Texte et photos de Nicolas Mesly

À quatre pattes en pleine taïga, je palpe l’épais tapis de mousse au milieu d’une forêt de pins gris. J’ai avalé les 1600 km qui mènent à la Baie-James – 17 heures de route à partir de Montréal – pour venir cueillir des champignons. Tout à coup, je détecte une petite protubérance, que j’extirpe délicatement. Mon trophée a la taille et la forme exacte d’un phallus! Ce matsutake, symbole de fertilité et de prospérité pour les Japonais, qui se l’arrachent et l’utilisent durant les cérémonies de mariage, peut valoir jusqu’à 1000$ pièce.

C’est ce que m’a appris J. André Fortin, mycologue et professeur émérite au Centre d’étude de la forêt de l’Université Laval. L’homme rêve du jour où le Québec imitera certaines provinces espagnoles qui génèrent plus de 100 millions de dollars par année en ventes de champignons sauvages, tout en développant un volet lucratif de mycotourisme. «Les Japonais seraient prêts à dépenser une fortune pour venir ramasser du matsutake au Québec», assure-t-il. Mais il y a tellement de bisbille au sein de cette industrie naissante «qu’on s’étonne qu’il n’y ait pas encore de morts»!

C’est pour cerner les enjeux liés au matsutake que je suis venu ici, à 60 km au sud de Radisson, rencontrer Sylvain Paquin. Le directeur du Centre d’information et d’apprentissage culturel cri – Camp des Pins y a aménagé une station d’achat, de tri, de nettoyage et d’entreposage des champignons. Imposant, tatoué, barbu, le quinquagénaire tente de mettre sur pied une filière de matsutake équitable.

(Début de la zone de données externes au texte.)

//! Command implementations

pub mod export;
pub mod layouts;
pub mod new;
pub mod preview;

use anyhow::{Context, Result};
use resume::ResumeAggregate;
use std::path::Path;

/// Read a saved resume
pub fn load_resume(path: &Path) -> Result<ResumeAggregate> {
    ResumeAggregate::load(path).with_context(|| format!("Could not load resume from {}", path.display()))
}

/// Current terminal width, or 80 when not attached to a terminal
pub fn terminal_width() -> usize {
    let term = console::Term::stdout();
    if term.is_term() {
        usize::from(term.size().1)
    } else {
        80
    }
}
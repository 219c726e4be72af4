use colored::Colorize;
use resume::SectionKey;
use wizard::{Notification, NotificationLevel, StepSequencer, StepStatus};

/// Print an info message
pub fn info(msg: &str) {
    println!("{} {}", "ℹ".blue(), msg);
}

/// Print a success message
pub fn success(msg: &str) {
    println!("{} {}", "✓".green(), msg);
}

/// Print a warning message
pub fn warn(msg: &str) {
    println!("{} {}", "⚠".yellow(), msg);
}

/// Print an error message
pub fn error(msg: &str) {
    eprintln!("{} {}", "✗".red(), msg);
}

/// Print a dim/muted message
pub fn dim(msg: &str) {
    println!("  {}", msg.dimmed());
}

/// Print a header/title
pub fn header(title: &str) {
    println!();
    println!("{}", title.bold());
    println!("{}", "─".repeat(title.chars().count()).dimmed());
}

/// Print a section header
pub fn section(title: &str) {
    println!();
    println!("{}", title.cyan().bold());
}

/// Print a key-value pair
pub fn kv(key: &str, value: &str) {
    println!("  {}: {}", key.dimmed(), value);
}

// ============================================================================
// Wizard
// ============================================================================

/// Progress line: `✓ Personal Info  ● Education  ○ Experience ...`
pub fn progress_line(steps: &StepSequencer<SectionKey>, color: bool) -> String {
    steps
        .indicators()
        .iter()
        .map(|i| {
            let label = format!("{} {}", i.status.glyph(), i.step.title());
            if !color {
                return label;
            }
            match i.status {
                StepStatus::Completed => label.green().to_string(),
                StepStatus::Active => label.cyan().bold().to_string(),
                StepStatus::Pending => label.dimmed().to_string(),
            }
        })
        .collect::<Vec<_>>()
        .join("  ")
}

/// Print the colored progress line
pub fn progress(steps: &StepSequencer<SectionKey>) {
    println!();
    println!("{}", progress_line(steps, true));
}

/// Print a coordinator notification with the matching helper
pub fn notify(note: &Notification) {
    let text = format!("{}: {}", note.title.bold(), note.message);
    match note.level {
        NotificationLevel::Info => info(&text),
        NotificationLevel::Success => success(&text),
        NotificationLevel::Warning => warn(&text),
        NotificationLevel::Error => error(&text),
    }
}

/// Print the vitae banner
pub fn banner() {
    println!(
        "{}",
        r"
        _ _
 __   _(_) |_ __ _  ___
 \ \ / / | __/ _` |/ _ \
  \ V /| | || (_| |  __/
   \_/ |_|\__\__,_|\___|
"
        .cyan()
    );
}

// ============================================================================
// Tests
// ============================================================================
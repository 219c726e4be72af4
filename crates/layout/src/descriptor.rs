//! Layout descriptors: the configuration the preview renderer runs on.
//!
//! A descriptor decides arrangement only (where the header goes, how many
//! columns, which section lands in which column and under what title). Data
//! selection is the same for every layout: personal info always, each other
//! section only when it has entries.

use serde::{Deserialize, Serialize};
use std::fmt;
use std::str::FromStr;

use resume::ResumeAggregate;

/// Built-in layouts.
#[derive(Debug, Clone, Copy, PartialEq, Eq, Hash, Default, Serialize, Deserialize)]
#[serde(rename_all = "kebab-case")]
pub enum LayoutId {
    /// Single centered column
    #[default]
    Simple,
    /// Sidebar with contact and skills, main column with the rest
    TwoColumn,
    /// Wide header, two balanced columns, detailed entries
    Comprehensive,
}

impl LayoutId {
    /// Every built-in layout, in menu order
    pub const ALL: [LayoutId; 3] = [
        LayoutId::Simple,
        LayoutId::TwoColumn,
        LayoutId::Comprehensive,
    ];

    /// Identifier used on the command line and in config
    pub fn as_str(&self) -> &'static str {
        match self {
            Self::Simple => "simple",
            Self::TwoColumn => "two-column",
            Self::Comprehensive => "comprehensive",
        }
    }

    /// Name shown in the layout picker
    pub fn display_name(&self) -> &'static str {
        match self {
            Self::Simple => "Simple Layout",
            Self::TwoColumn => "Two Column",
            Self::Comprehensive => "Comprehensive",
        }
    }

    /// The descriptor for this layout
    pub fn descriptor(&self) -> LayoutDescriptor {
        match self {
            Self::Simple => simple(),
            Self::TwoColumn => two_column(),
            Self::Comprehensive => comprehensive(),
        }
    }
}

impl fmt::Display for LayoutId {
    fn fmt(&self, f: &mut fmt::Formatter<'_>) -> fmt::Result {
        f.write_str(self.as_str())
    }
}

/// Error parsing a layout identifier
#[derive(Debug, Clone, PartialEq, Eq, thiserror::Error)]
#[error("unknown layout '{0}' (expected simple, two-column or comprehensive)")]
pub struct ParseLayoutError(pub String);

impl FromStr for LayoutId {
    type Err = ParseLayoutError;

    fn from_str(s: &str) -> Result<Self, Self::Err> {
        match s.trim().to_ascii_lowercase().as_str() {
            "simple" | "1" => Ok(Self::Simple),
            "two-column" | "two_column" | "2" => Ok(Self::TwoColumn),
            "comprehensive" | "3" => Ok(Self::Comprehensive),
            other => Err(ParseLayoutError(other.to_string())),
        }
    }
}

/// Content blocks a column can hold.
#[derive(Debug, Clone, Copy, PartialEq, Eq, Hash)]
pub enum BlockKind {
    /// Objective as a titled section (when not shown in the header)
    Objective,
    Experience,
    Education,
    Skills,
    Projects,
}

impl BlockKind {
    /// Visibility predicate shared by all layouts
    pub fn is_visible(&self, resume: &ResumeAggregate) -> bool {
        match self {
            Self::Objective => !resume.personal_info.objective.trim().is_empty(),
            Self::Experience => !resume.experience.is_empty(),
            Self::Education => !resume.education.is_empty(),
            Self::Skills => !resume.skills.is_empty(),
            Self::Projects => !resume.projects.is_empty(),
        }
    }
}

/// A block placed in a column under a title.
#[derive(Debug, Clone, PartialEq, Eq)]
pub struct BlockSpec {
    pub kind: BlockKind,
    pub title: &'static str,
}

/// Where the personal info header goes.
#[derive(Debug, Clone, Copy, PartialEq, Eq)]
pub enum HeaderPlacement {
    /// Full width above the columns
    Top {
        /// Center the header text
        centered: bool,
    },
    /// At the top of the given column
    InColumn(usize),
}

/// How experience entries are laid out.
#[derive(Debug, Clone, Copy, PartialEq, Eq)]
pub enum EntryStyle {
    /// "Company | start - end" under the position
    Compact,
    /// Dates beside the position, company on its own line
    Detailed,
}

/// One column of the layout grid.
#[derive(Debug, Clone, PartialEq, Eq)]
pub struct ColumnSpec {
    /// Relative width in grid units
    pub span: u8,
    /// Blocks in display order
    pub blocks: Vec<BlockSpec>,
}

/// Everything the renderer needs to know about a layout.
#[derive(Debug, Clone, PartialEq, Eq)]
pub struct LayoutDescriptor {
    pub id: LayoutId,
    pub header: HeaderPlacement,
    /// Show the objective inside the header instead of as a block
    pub objective_in_header: bool,
    /// Avatar edge length in CSS pixels
    pub avatar_px: u16,
    pub columns: Vec<ColumnSpec>,
    pub entry_style: EntryStyle,
    /// Label of project links
    pub link_label: &'static str,
    /// Columns of the skill tag grid (0 = free-flowing tags)
    pub skill_columns: u8,
}

impl LayoutDescriptor {
    /// Sum of column spans
    pub fn total_span(&self) -> u16 {
        self.columns.iter().map(|c| u16::from(c.span)).sum()
    }
}

const fn block(kind: BlockKind, title: &'static str) -> BlockSpec {
    BlockSpec { kind, title }
}

fn simple() -> LayoutDescriptor {
    LayoutDescriptor {
        id: LayoutId::Simple,
        header: HeaderPlacement::Top { centered: true },
        objective_in_header: true,
        avatar_px: 80,
        columns: vec![ColumnSpec {
            span: 1,
            blocks: vec![
                block(BlockKind::Experience, "Experience"),
                block(BlockKind::Education, "Education"),
                block(BlockKind::Skills, "Skills"),
                block(BlockKind::Projects, "Projects"),
            ],
        }],
        entry_style: EntryStyle::Compact,
        link_label: "View Project",
        skill_columns: 0,
    }
}

fn two_column() -> LayoutDescriptor {
    LayoutDescriptor {
        id: LayoutId::TwoColumn,
        header: HeaderPlacement::InColumn(0),
        objective_in_header: false,
        avatar_px: 96,
        columns: vec![
            ColumnSpec {
                span: 1,
                blocks: vec![block(BlockKind::Skills, "Skills")],
            },
            ColumnSpec {
                span: 2,
                blocks: vec![
                    block(BlockKind::Objective, "Professional Summary"),
                    block(BlockKind::Experience, "Experience"),
                    block(BlockKind::Projects, "Projects"),
                    block(BlockKind::Education, "Education"),
                ],
            },
        ],
        entry_style: EntryStyle::Compact,
        link_label: "View Project",
        skill_columns: 0,
    }
}

fn comprehensive() -> LayoutDescriptor {
    LayoutDescriptor {
        id: LayoutId::Comprehensive,
        header: HeaderPlacement::Top { centered: false },
        objective_in_header: true,
        avatar_px: 128,
        columns: vec![
            ColumnSpec {
                span: 1,
                blocks: vec![
                    block(BlockKind::Experience, "Professional Experience"),
                    block(BlockKind::Education, "Education"),
                ],
            },
            ColumnSpec {
                span: 1,
                blocks: vec![
                    block(BlockKind::Skills, "Skills & Expertise"),
                    block(BlockKind::Projects, "Notable Projects"),
                ],
            },
        ],
        entry_style: EntryStyle::Detailed,
        link_label: "View Project →",
        skill_columns: 2,
    }
}

#[cfg(test)]
mod tests {
    use super::*;
    use resume::Skill;

    #[test]
    fn test_parse_layout_id() {
        assert_eq!("simple".parse::<LayoutId>().unwrap(), LayoutId::Simple);
        assert_eq!("Two-Column".parse::<LayoutId>().unwrap(), LayoutId::TwoColumn);
        assert_eq!("3".parse::<LayoutId>().unwrap(), LayoutId::Comprehensive);
        assert!("fancy".parse::<LayoutId>().is_err());
    }

    #[test]
    fn test_display_roundtrips_through_parse() {
        for id in LayoutId::ALL {
            assert_eq!(id.to_string().parse::<LayoutId>().unwrap(), id);
        }
    }

    #[test]
    fn test_every_layout_places_each_section_once() {
        for id in LayoutId::ALL {
            let descriptor = id.descriptor();
            assert_eq!(descriptor.id, id);

            let kinds: Vec<BlockKind> = descriptor
                .columns
                .iter()
                .flat_map(|c| c.blocks.iter().map(|b| b.kind))
                .collect();
            for kind in [
                BlockKind::Experience,
                BlockKind::Education,
                BlockKind::Skills,
                BlockKind::Projects,
            ] {
                assert_eq!(kinds.iter().filter(|k| **k == kind).count(), 1, "{id}: {kind:?}");
            }

            let objective_blocks = kinds.iter().filter(|k| **k == BlockKind::Objective).count();
            assert_eq!(objective_blocks, usize::from(!descriptor.objective_in_header));
        }
    }

    #[test]
    fn test_visibility_predicate() {
        let mut resume = ResumeAggregate::new();
        assert!(!BlockKind::Skills.is_visible(&resume));
        assert!(!BlockKind::Objective.is_visible(&resume));

        resume.skills.push(Skill::new("Go", 3));
        resume.personal_info.objective = "Build things".to_string();
        assert!(BlockKind::Skills.is_visible(&resume));
        assert!(BlockKind::Objective.is_visible(&resume));
        assert!(!BlockKind::Projects.is_visible(&resume));
    }

    #[test]
    fn test_total_span() {
        assert_eq!(LayoutId::Simple.descriptor().total_span(), 1);
        assert_eq!(LayoutId::TwoColumn.descriptor().total_span(), 3);
        assert_eq!(LayoutId::Comprehensive.descriptor().total_span(), 2);
    }
}
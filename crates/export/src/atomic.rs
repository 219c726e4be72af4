//! Atomic file writes: temp file in the target directory, then rename.
//!
//! Readers either see the previous file or the complete new one, and a
//! failed write leaves nothing behind (the temp file is removed on drop).

use crate::error::{Error, Result};
use std::io::Write;
use std::path::Path;
use tempfile::NamedTempFile;

/// Write `content` to `path`, creating the parent directory if needed.
pub fn write(path: &Path, content: &[u8]) -> Result<()> {
    let parent = match path.parent() {
        Some(p) if !p.as_os_str().is_empty() => p,
        _ => Path::new("."),
    };

    std::fs::create_dir_all(parent).map_err(|source| Error::CreateDir {
        path: parent.to_path_buf(),
        source,
    })?;

    let mut temp = NamedTempFile::new_in(parent).map_err(|e| Error::write(path, e))?;
    temp.write_all(content).map_err(|e| Error::write(path, e))?;
    temp.flush().map_err(|e| Error::write(path, e))?;
    temp.persist(path).map_err(|e| Error::write(path, e.error))?;

    log::debug!("Wrote {} bytes to {}", content.len(), path.display());
    Ok(())
}

#[cfg(test)]
mod tests {
    use super::*;
    use tempfile::TempDir;

    #[test]
    fn test_write_new_file() {
        let dir = TempDir::new().unwrap();
        let path = dir.path().join("nested/out/resume.txt");

        write(&path, b"hello\n").unwrap();
        assert_eq!(std::fs::read_to_string(&path).unwrap(), "hello\n");
    }

    #[test]
    fn test_write_replaces_existing() {
        let dir = TempDir::new().unwrap();
        let path = dir.path().join("resume.txt");
        std::fs::write(&path, "old").unwrap();

        write(&path, b"new").unwrap();
        assert_eq!(std::fs::read_to_string(&path).unwrap(), "new");
    }

    #[test]
    fn test_failed_write_leaves_no_files() {
        let dir = TempDir::new().unwrap();
        // A directory at the target path makes the final rename fail.
        let path = dir.path().join("resume.html");
        std::fs::create_dir(&path).unwrap();

        let err = write(&path, b"content").unwrap_err();
        assert!(matches!(err, Error::Write { .. }));

        let leftovers: Vec<_> = std::fs::read_dir(dir.path())
            .unwrap()
            .map(|e| e.unwrap().file_name())
            .collect();
        assert_eq!(leftovers, vec![std::ffi::OsString::from("resume.html")]);
    }
}
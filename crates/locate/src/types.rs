//! Core types for location lookups.

use serde::{Deserialize, Serialize};

/// A resolved location.
///
/// Any component may be empty when the service could not place it; a
/// location with every component empty is never returned by a [`Client`](crate::Client).
#[derive(Debug, Clone, Default, PartialEq, Eq, Serialize, Deserialize)]
pub struct GeoLocation {
    /// City name
    pub city: String,
    /// Region, state or province
    pub region: String,
    /// Country display name
    pub country: String,
}

impl GeoLocation {
    /// Create a location from its three components.
    pub fn new(city: impl Into<String>, region: impl Into<String>, country: impl Into<String>) -> Self {
        Self {
            city: city.into(),
            region: region.into(),
            country: country.into(),
        }
    }

    /// True when no component carries any text.
    #[must_use]
    pub fn is_empty(&self) -> bool {
        [&self.city, &self.region, &self.country]
            .iter()
            .all(|s| s.trim().is_empty())
    }

    /// Human-readable form: `"<city>, <region>, <country>"`.
    ///
    /// Empty components are skipped so a partial answer does not render as
    /// `", , Brazil"`.
    #[must_use]
    pub fn display(&self) -> String {
        [&self.city, &self.region, &self.country]
            .iter()
            .map(|s| s.trim())
            .filter(|s| !s.is_empty())
            .collect::<Vec<_>>()
            .join(", ")
    }
}

impl std::fmt::Display for GeoLocation {
    fn fmt(&self, f: &mut std::fmt::Formatter<'_>) -> std::fmt::Result {
        f.write_str(&self.display())
    }
}
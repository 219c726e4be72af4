//! # locate
//!
//! Best-effort IP geolocation for vitae.
//!
//! The wizard asks once per session for a human-readable location string to
//! pre-fill the personal info form. Every failure is reported as an error;
//! callers decide whether to surface it (the wizard shows one warning and
//! leaves the field alone).
//!
//! ## Example
//!
//! ```
//! use locate::{Client, GeoLocation, MockBackend};
//!
//! let client = Client::with_backend(Box::new(MockBackend::succeeding(
//!     GeoLocation::new("Recife", "Pernambuco", "Brazil"),
//! )));
//! assert_eq!(client.locate().unwrap(), "Recife, Pernambuco, Brazil");
//! ```
//!
//! ## Backends
//!
//! | Backend        | Source                  | Notes                        |
//! |----------------|-------------------------|------------------------------|
//! | `IpApiBackend` | `https://ipapi.co/json/`| default, blocking `ureq`     |
//! | `MockBackend`  | in memory               | fixed answer, call counter   |

#![warn(missing_docs)]
#![warn(clippy::all)]

pub mod backend;
pub mod error;
pub mod types;

pub use error::{Error, ErrorCategory, Result};
pub use types::GeoLocation;

use backend::Backend;
pub use backend::MockBackend;
use backend::ipapi::IpApiBackend;
use std::time::Duration;

/// High-level client for location lookups.
pub struct Client {
    backend: Box<dyn Backend>,
}

impl Client {
    /// Create a client using `ipapi.co` with the default timeout.
    #[must_use]
    pub fn new() -> Self {
        Self {
            backend: Box::new(IpApiBackend::new()),
        }
    }

    /// Create a client for a custom endpoint and timeout.
    pub fn with_endpoint(endpoint: impl Into<String>, timeout: Duration) -> Self {
        Self {
            backend: Box::new(IpApiBackend::with_endpoint(endpoint, timeout)),
        }
    }

    /// Create a client with a custom backend (useful for testing).
    #[must_use]
    pub fn with_backend(backend: Box<dyn Backend>) -> Self {
        Self { backend }
    }

    /// Resolve the current location as structured data.
    ///
    /// # Errors
    ///
    /// Fails when the backend fails or resolves to an all-empty location.
    pub fn lookup(&self) -> Result<GeoLocation> {
        let location = self.backend.lookup()?;
        if location.is_empty() {
            return Err(Error::Unresolved("empty location".to_string()));
        }
        Ok(location)
    }

    /// Resolve the current location as `"<city>, <region>, <country>"`.
    ///
    /// # Errors
    ///
    /// Same as [`Client::lookup`].
    pub fn locate(&self) -> Result<String> {
        match self.lookup() {
            Ok(location) => {
                let text = location.display();
                log::info!("Location resolved: {text}");
                Ok(text)
            }
            Err(e) => {
                log::warn!("Location lookup failed ({}): {e}", e.category());
                Err(e)
            }
        }
    }
}

impl Default for Client {
    fn default() -> Self {
        Self::new()
    }
}

#[cfg(test)]
mod tests {
    use super::*;

    #[test]
    fn test_locate_formats_location() {
        let client = Client::with_backend(Box::new(MockBackend::succeeding(GeoLocation::new(
            "Austin", "Texas", "United States",
        ))));
        assert_eq!(client.locate().unwrap(), "Austin, Texas, United States");
    }

    #[test]
    fn test_locate_propagates_failure() {
        let mock = MockBackend::failing("HTTP 429");
        let client = Client::with_backend(Box::new(mock.clone()));
        assert!(client.locate().is_err());
        assert_eq!(mock.calls(), 1);
    }

    #[test]
    fn test_empty_location_is_failure() {
        let client = Client::with_backend(Box::new(MockBackend::succeeding(GeoLocation::default())));
        let err = client.locate().unwrap_err();
        assert_eq!(err.category(), ErrorCategory::Unresolved);
    }
}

Le téléphone rivé à l’oreille, celui que les Cris surnomment «Matsuman» négocie le prix des champignons avec des acheteurs de Montréal. À cinq minutes, l’aéroport de Radisson Grande-Rivière, qui dispose d’un grand réfrigérateur, permet la livraison des matsutakes en moins de 24 heures sur le marché montréalais ou torontois, et en 42 heures au Japon. «Le matsutake déteste la chaleur. Pour livrer un champignon de première qualité, il faut respecter rigoureusement la chaîne de froid, de la cueillette à l’acheteur», explique Sylvain Paquin.

Nous sommes en septembre, au début de la saison de récolte, qui dure environ un mois. Un bon cueilleur peut récolter de 20 à 25 kilogrammes par jour. La valeur varie selon la qualité du champignon qui, le collet ouvert, peut atteindre la taille d’une assiette. En 2015, le prix offert aux cueilleurs était de 15 dollars le kilogramme; alors qu’au marché Jean-Talon et dans les boutiques spécialisées de Montréal, le roi des champignons se détaille jusqu’à 80 dollars le kilogramme.

Le saviez-vous? Le mycélium qui produit les matsutakes se nourrit de la sève des racines de pins gris, d’où leur surnom de «champignons des pins». Ceux-ci éclosent en cercles ou en demi-cercles et peuvent atteindre la taille d’une maison. En fait, les matsutakes poussent en symbiose partout où il y a des pins gris sur la planète – en Chine, au Japon, aux États-Unis, en Europe… On les trouve par ailleurs au Québec, autant dans le nord que dans le sud.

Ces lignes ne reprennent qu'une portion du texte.